In this paper, we have demonstrated why model selection criteria are problematic with respect to choosing the number of states of an HMM. More specifically, AIC and BIC tend to favor models with too many states, since any structure in the data that is neglected in the model formulation will, to some extent, be absorbed (“mopped up”) by additional model states that do not have a clear interpretation anymore. Since the performance of model selection criteria strongly depends on the severity of any deviations of the HMM formulation from the unknown true process, we believe that no one-size-fits-all objective and universally applicable criterion can be developed for order selection in HMMs. The ICL criterion appears to overcome several of the problems associated with the more established AIC and BIC, yet it does not come without its own limitations, namely a sensitivity to overlapping state-dependent distributions. Therefore, we proposed a pragmatic step-by-step approach to order selection which, while lacking objectivity, we believe is the best possible practical solution.

We focused exclusively on inference based on maximum likelihood and did not investigate order selection under a Bayesian paradigm. In principle, the possibility to use priors to effectively exclude models with undesirably large numbers of states seems appealing. Robert et al. (2000) proposed reversible jump Markov chain Monte Carlo algorithms in particular for choosing the number of states. Notably, those authors also find that “adding structure [...] to a model pushes the posterior distribution of k towards smaller values” (where k is the number of states), which indicates that the conceptual problem arises in both inferential frameworks. Overall, we do believe that the Bayesian framework may in principle offer opportunities for formalizing the concept of pragmatic order selection, but also that a certain level of subjectivity is unavoidable—to use priors to enforce a small number of states in our view effectively just shifts the problem.

Many of the key principles brought forward in this paper have previously been presented in the area of cluster analysis (Hennig 2015). In the context of finding the “true” number of clusters for a given data set, Hennig argues that there is a “misguided desire for uniqueness and context-independent objectivity.” Similarly, there may also be different concepts of what constitutes a “true” state of an HMM. Corresponding definitions may be based on the data alone, on external a priori information, or on HMM fitting results, and are to be seen in relation to the study aim. As also pointed out in Hennig (2015), the researcher’s modeling decisions need to be made transparent. While the pragmatic approach to order selection presented in this paper clearly depends on subjective decisions made by the researcher, a corresponding analysis nevertheless will be as scientific, if not more scientific, than any allegedly objective choice.

The somewhat problematic notion of a “true” state is in fact exacerbated within movement ecology, where the meaning of a state may strongly depend on the time interval the Markov chain operates on, and hence on the sampling protocol. Nevertheless, there is a strong desire within the community to use statistical models to infer actual behavioral states from tracking data.
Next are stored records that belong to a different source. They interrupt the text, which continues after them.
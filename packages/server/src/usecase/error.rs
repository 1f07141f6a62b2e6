//! UseCase layer errors.

use thiserror::Error;

use crate::hub::HubError;

/// フレーム処理のエラー
///
/// デコード失敗や Presence Store の障害はここに現れない（ローカルで回復する）。
#[derive(Debug, Clone, PartialEq, Eq, Error)]
pub enum DispatchFrameError {
    #[error("hub unavailable: {0}")]
    Hub(#[from] HubError),
}
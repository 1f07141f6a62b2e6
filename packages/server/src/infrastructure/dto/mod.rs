//! Data Transfer Objects.
//!
//! DTOs are organized by protocol:
//! - `websocket`: wire frames and the inbound/outbound codec
//! - `http`: debug/health API responses

pub mod http;
pub mod websocket;
//! Server execution logic.

use std::{future::Future, sync::Arc};

use axum::{Router, routing::get};
use thiserror::Error;
use tokio::{
    net::TcpListener,
    sync::{Notify, Semaphore},
};
use tower_http::trace::TraceLayer;

use crate::{
    config::{ConfigError, HubConfig},
    domain::{PresenceStore, ProfileLookup},
    hub::{BroadcastEngine, PresenceBroadcaster, RosterBuilder},
    usecase::{CloseConnectionUseCase, DispatchFrameUseCase},
};

use super::{
    handler::{debug_hub_state, health_check, websocket_handler},
    signal::shutdown_signal,
    state::AppState,
};

#[derive(Debug, Error)]
pub enum ServerError {
    #[error("invalid configuration: {0}")]
    Config(#[from] ConfigError),
    #[error("I/O error: {0}")]
    Io(#[from] std::io::Error),
}

/// WebSocket connection hub server
///
/// # Example
///
/// ```ignore
/// let server = Server::new(HubConfig::default(), store, profiles)?;
/// server.run("127.0.0.1", 8080).await?;
/// ```
pub struct Server {
    config: HubConfig,
    store: Arc<dyn PresenceStore>,
    profiles: Arc<dyn ProfileLookup>,
}

impl Server {
    /// Create a new Server. Fails if `config` does not validate.
    pub fn new(
        config: HubConfig,
        store: Arc<dyn PresenceStore>,
        profiles: Arc<dyn ProfileLookup>,
    ) -> Result<Self, ServerError> {
        config.validate()?;
        Ok(Self {
            config,
            store,
            profiles,
        })
    }

    /// Bind to `host:port` and serve until Ctrl+C / SIGTERM.
    pub async fn run(self, host: &str, port: u16) -> Result<(), ServerError> {
        let bind_addr = format!("{}:{}", host, port);
        let listener = TcpListener::bind(&bind_addr).await?;
        tracing::info!("Connect to: ws://{}/ws", bind_addr);
        tracing::info!("Press Ctrl+C to shutdown gracefully");
        self.serve(listener, shutdown_signal()).await
    }

    /// Serve on an already bound listener until `shutdown` resolves.
    ///
    /// Spawns the broadcast engine and the presence broadcaster; on shutdown every connection is
    /// closed and both tasks are awaited.
    pub async fn serve<F>(self, listener: TcpListener, shutdown: F) -> Result<(), ServerError>
    where
        F: Future<Output = ()> + Send + 'static,
    {
        let quota = self.config.rate_quota()?;
        let roster_trigger = Arc::new(Notify::new());
        let (engine, hub) =
            BroadcastEngine::new(&self.config, self.store.clone(), roster_trigger.clone());
        let engine_task = tokio::spawn(engine.run());

        let roster = Arc::new(RosterBuilder::new(
            hub.clone(),
            self.store.clone(),
            self.profiles,
            self.config.presence_ttl,
        ));
        let broadcaster = PresenceBroadcaster::new(
            roster.clone(),
            hub.clone(),
            self.config.roster_interval,
            roster_trigger,
        );
        let broadcaster_task = tokio::spawn(broadcaster.run());

        let app_state = Arc::new(AppState {
            admission: Arc::new(Semaphore::new(self.config.max_connections)),
            quota,
            dispatch_frame_usecase: Arc::new(DispatchFrameUseCase::new(hub.clone(), roster)),
            close_connection_usecase: Arc::new(CloseConnectionUseCase::new(hub.clone())),
            hub: hub.clone(),
            config: self.config,
        });

        let app = Router::new()
            // WebSocket エンドポイント
            .route("/ws", get(websocket_handler))
            // HTTP エンドポイント
            .route("/api/health", get(health_check))
            .route("/debug/hub", get(debug_hub_state))
            .layer(TraceLayer::new_for_http())
            .with_state(app_state);

        tracing::info!("Hiroba hub listening on {}", listener.local_addr()?);

        let shutdown_hub = hub.clone();
        let result = axum::serve(listener, app)
            .with_graceful_shutdown(async move {
                shutdown.await;
                if shutdown_hub.shutdown().await.is_err() {
                    tracing::debug!("Engine already stopped");
                }
            })
            .await;

        // The engine may still be running if serving failed.
        let _ = hub.shutdown().await;
        drop(hub);
        if let Err(e) = engine_task.await {
            tracing::error!("Broadcast engine task failed: {}", e);
        }
        if let Err(e) = broadcaster_task.await {
            tracing::error!("Presence broadcaster task failed: {}", e);
        }

        tracing::info!("Server shutdown complete");
        Ok(result?)
    }
}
In those cases, pragmatic order selection will often lead to the choice of a model with a small number of interpretable states, at the expense of a lack of fit of the corresponding model, and potentially biased estimation in particular of the state-dependent distributions. The muskox case study illustrates this trade-off: here a model with five or more states, while superior in the goodness of fit, would not be useful in say determining drivers of resting and foraging behavior, simply because there is no clear correspondence between model states and behavioral states. In other situations, for instance when interest lies in forecasting, it can of course be preferable to use a larger model, essentially with too many states, which fits the data well.

Overall, the selection of the number of states clearly is an important yet challenging issue, which requires statistical expertise and modeling experience, but also a good understanding and intuition of the data and research question at hand. Within statistical ecology, this underlines the need for statisticians and ecologists to closely collaborate in all stages of an analysis.